Composite infrared image of Saturn's moon Titan obtained from NASA's Cassini spacecraft on Nov. 13, 2015. (Credit: NASA)
In the end, the team found that unlike Earth, Titan’s coastal rivers don’t stop in deltas, along with identifying features on Titan’s seafloors, which could indicate active hydrological processes under the sea-level’s surface. The team proposes that the much faster rise and fall of Titan’s sea levels could explain the lack of deltas, along with greater wind patterns and tidal currents.
“We take it for granted that if you have rivers and sediments, you get deltas,” said Dr. Sam Birch, who is an assistant professor in the Department of Earth, Environmental and Planetary Sciences at Brown University and lead author of the study. “But Titan is weird. It’s a playground for studying processes we thought we understood.”

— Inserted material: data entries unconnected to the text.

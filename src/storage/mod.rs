//! Storage layer for labelbook
//!
//! Engine state lives in four JSON files under the data directory. Automatic
//! assignments are never written; they are recomputed from the rules on load.

pub mod file_io;

use std::path::PathBuf;

use serde::{Deserialize, Serialize};
use tracing::debug;

use crate::config::paths::LabelbookPaths;
use crate::engine::Snapshot;
use crate::error::LabelbookError;
use crate::models::{Assignment, Budget, Label, Split, Transaction};

use file_io::{load_json, save_json};

/// The files a snapshot is spread across
#[derive(Debug, Clone, Copy, PartialEq, Eq)]
pub enum DataFile {
    Transactions,
    Labels,
    /// Manual assignments and splits
    Ledger,
    Budgets,
}

impl DataFile {
    pub fn path(self, paths: &LabelbookPaths) -> PathBuf {
        match self {
            Self::Transactions => paths.transactions_file(),
            Self::Labels => paths.labels_file(),
            Self::Ledger => paths.ledger_file(),
            Self::Budgets => paths.budgets_file(),
        }
    }

    pub fn describe(self) -> &'static str {
        match self {
            Self::Transactions => "transactions",
            Self::Labels => "labels",
            Self::Ledger => "ledger",
            Self::Budgets => "budgets",
        }
    }
}

/// On-disk shape of the ledger file
#[derive(Debug, Default, Serialize, Deserialize)]
struct LedgerFile {
    #[serde(default)]
    manual_assignments: Vec<Assignment>,
    #[serde(default)]
    splits: Vec<Split>,
}

/// Borrowed form of [`LedgerFile`] for saving
#[derive(Serialize)]
struct LedgerFileRef<'a> {
    manual_assignments: &'a [Assignment],
    splits: &'a [Split],
}

/// Reads and writes engine snapshots
pub struct Storage {
    paths: LabelbookPaths,
}

impl Storage {
    pub fn new(paths: LabelbookPaths) -> Result<Self, LabelbookError> {
        paths.ensure_directories()?;
        Ok(Self { paths })
    }

    pub fn paths(&self) -> &LabelbookPaths {
        &self.paths
    }

    fn read<T>(&self, file: DataFile) -> Result<T, LabelbookError>
    where
        T: serde::de::DeserializeOwned + Default,
    {
        load_json(&file.path(&self.paths), file.describe())
    }

    fn write<T: Serialize + ?Sized>(&self, file: DataFile, value: &T) -> Result<(), LabelbookError> {
        save_json(&file.path(&self.paths), file.describe(), value)
    }

    /// Load everything from disk; missing files read as empty
    pub fn load(&self) -> Result<Snapshot, LabelbookError> {
        let transactions: Vec<Transaction> = self.read(DataFile::Transactions)?;
        let labels: Vec<Label> = self.read(DataFile::Labels)?;
        let ledger: LedgerFile = self.read(DataFile::Ledger)?;
        let budgets: Vec<Budget> = self.read(DataFile::Budgets)?;

        debug!(
            transactions = transactions.len(),
            labels = labels.len(),
            splits = ledger.splits.len(),
            "loaded snapshot"
        );

        Ok(Snapshot {
            transactions,
            labels,
            manual_assignments: ledger.manual_assignments,
            splits: ledger.splits,
            budgets,
        })
    }

    /// Save everything to disk, one file at a time
    pub fn save(&self, snapshot: &Snapshot) -> Result<(), LabelbookError> {
        self.write(DataFile::Transactions, &snapshot.transactions)?;
        self.write(DataFile::Labels, &snapshot.labels)?;
        self.write(
            DataFile::Ledger,
            &LedgerFileRef {
                manual_assignments: &snapshot.manual_assignments,
                splits: &snapshot.splits,
            },
        )?;
        self.write(DataFile::Budgets, &snapshot.budgets)
    }
}
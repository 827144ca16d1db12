//! Report CLI commands

use std::fs::File;
use std::io;
use std::path::PathBuf;

use clap::Subcommand;

use super::{parse_month, Workspace};
use crate::error::{LabelbookError, LabelbookResult};
use crate::export::{export_label_transactions_csv, export_series_csv};
use crate::models::{AccountId, DateRange};
use crate::reports::{MonthlyOverview, TrendReport};

/// Report commands, flattened into the top level
#[derive(Subcommand)]
pub enum ReportCommands {
    /// Monthly trend for a label
    Trend {
        /// Label name or ID
        label: String,
        /// First month (YYYY-MM)
        #[arg(long, requires = "to")]
        from: Option<String>,
        /// Last month (YYYY-MM)
        #[arg(long, requires = "from")]
        to: Option<String>,
        /// Write the monthly series as CSV to this file ("-" for stdout)
        #[arg(long)]
        csv: Option<PathBuf>,
    },

    /// Income and bills for one month
    Overview {
        /// Year
        year: i32,
        /// Month (1-12)
        month: u32,
        /// Restrict to one account number
        #[arg(short, long)]
        account: Option<String>,
    },

    /// Export a label's transactions as CSV
    Export {
        /// Label name or ID
        label: String,
        /// Output file (stdout if omitted)
        #[arg(short, long)]
        output: Option<PathBuf>,
    },
}

fn create_output(path: &PathBuf) -> LabelbookResult<File> {
    File::create(path).map_err(|e| {
        LabelbookError::Export(format!("Failed to create {}: {}", path.display(), e))
    })
}

/// Handle a report command
pub fn handle_report_command(ws: &Workspace, cmd: ReportCommands) -> LabelbookResult<()> {
    match cmd {
        ReportCommands::Trend {
            label,
            from,
            to,
            csv,
        } => {
            let label_id = ws.engine.find_label(&label)?.id;
            let range = match (from, to) {
                (Some(from), Some(to)) => Some(
                    DateRange::months(parse_month(Some(&from))?, parse_month(Some(&to))?)
                        .map_err(|e| LabelbookError::Validation(e.to_string()))?,
                ),
                _ => None,
            };

            let report = TrendReport::generate(&ws.engine, label_id, range)?;
            match csv {
                Some(path) if path.as_os_str() == "-" => {
                    export_series_csv(&report.series, io::stdout().lock())?
                }
                Some(path) => {
                    export_series_csv(&report.series, create_output(&path)?)?;
                    print!("{}", report.format_terminal());
                    println!("\nSeries written to {}", path.display());
                }
                None => print!("{}", report.format_terminal()),
            }
        }

        ReportCommands::Overview {
            year,
            month,
            account,
        } => {
            let account = account
                .or_else(|| ws.settings.default_account.clone())
                .map(AccountId::new);

            let overview =
                MonthlyOverview::generate(&ws.engine, year, month, account.as_ref())?;
            print!("{}", overview.format_terminal());
        }

        ReportCommands::Export { label, output } => {
            let label_id = ws.engine.find_label(&label)?.id;
            match output {
                Some(path) => {
                    export_label_transactions_csv(&ws.engine, label_id, create_output(&path)?)?;
                    println!("Exported to {}", path.display());
                }
                None => export_label_transactions_csv(&ws.engine, label_id, io::stdout().lock())?,
            }
        }
    }

    Ok(())
}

This study comes as NASA is planning to send its Dragonfly quadcopter to Titan in the 2030s with the goal of conducting the most in-depth surface analysis of Titan ever conducted. While Cassini landed its Huygen probe on Titan’s surface during its storied mission, the probe only lasted 90 minutes due to the frigid surface temperatures, which average -290 degrees Fahrenheit (-179 degrees Celsius).
What new discoveries about Titan’s climate history will researchers make in the coming years and decades? Only time will tell, and this is why we science!
As always, keep doing science & keep looking up!